(Provided entries Opens)

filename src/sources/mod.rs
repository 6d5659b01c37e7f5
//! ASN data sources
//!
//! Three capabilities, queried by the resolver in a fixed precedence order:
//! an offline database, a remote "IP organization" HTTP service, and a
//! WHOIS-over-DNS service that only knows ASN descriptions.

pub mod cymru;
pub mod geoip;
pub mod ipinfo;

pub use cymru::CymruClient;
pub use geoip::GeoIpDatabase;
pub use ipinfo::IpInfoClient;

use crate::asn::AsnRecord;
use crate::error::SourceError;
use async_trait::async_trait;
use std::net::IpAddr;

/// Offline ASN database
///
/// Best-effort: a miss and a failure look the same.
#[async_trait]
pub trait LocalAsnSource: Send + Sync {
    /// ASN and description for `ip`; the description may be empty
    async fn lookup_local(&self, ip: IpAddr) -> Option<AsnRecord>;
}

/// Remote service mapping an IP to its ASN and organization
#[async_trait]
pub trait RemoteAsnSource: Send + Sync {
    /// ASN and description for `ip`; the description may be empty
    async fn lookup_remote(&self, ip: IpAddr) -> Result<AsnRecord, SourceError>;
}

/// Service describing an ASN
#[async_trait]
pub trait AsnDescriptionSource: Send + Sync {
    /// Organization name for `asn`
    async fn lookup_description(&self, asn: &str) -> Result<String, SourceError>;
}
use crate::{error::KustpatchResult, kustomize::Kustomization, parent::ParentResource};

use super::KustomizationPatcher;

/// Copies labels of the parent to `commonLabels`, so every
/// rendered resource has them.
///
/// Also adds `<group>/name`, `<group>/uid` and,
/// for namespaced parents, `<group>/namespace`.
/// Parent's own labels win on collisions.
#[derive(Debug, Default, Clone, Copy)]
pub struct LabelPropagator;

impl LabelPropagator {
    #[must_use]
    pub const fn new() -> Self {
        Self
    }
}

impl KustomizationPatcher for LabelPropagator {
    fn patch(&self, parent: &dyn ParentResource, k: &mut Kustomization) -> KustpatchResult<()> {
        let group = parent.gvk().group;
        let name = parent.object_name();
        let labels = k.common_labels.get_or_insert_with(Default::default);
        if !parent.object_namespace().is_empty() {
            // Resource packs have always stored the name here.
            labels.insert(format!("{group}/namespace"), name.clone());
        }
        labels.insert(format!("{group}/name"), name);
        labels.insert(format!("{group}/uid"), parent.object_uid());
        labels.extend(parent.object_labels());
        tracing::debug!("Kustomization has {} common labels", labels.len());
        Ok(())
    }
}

(Provided entries Closes)
(Provided entries Opens)

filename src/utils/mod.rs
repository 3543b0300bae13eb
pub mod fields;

(Provided entries Closes)

§ Work to be completed
A line counts if it holds the word "filename". How many lines of the entries count? Give the number only.

§ Expected output
2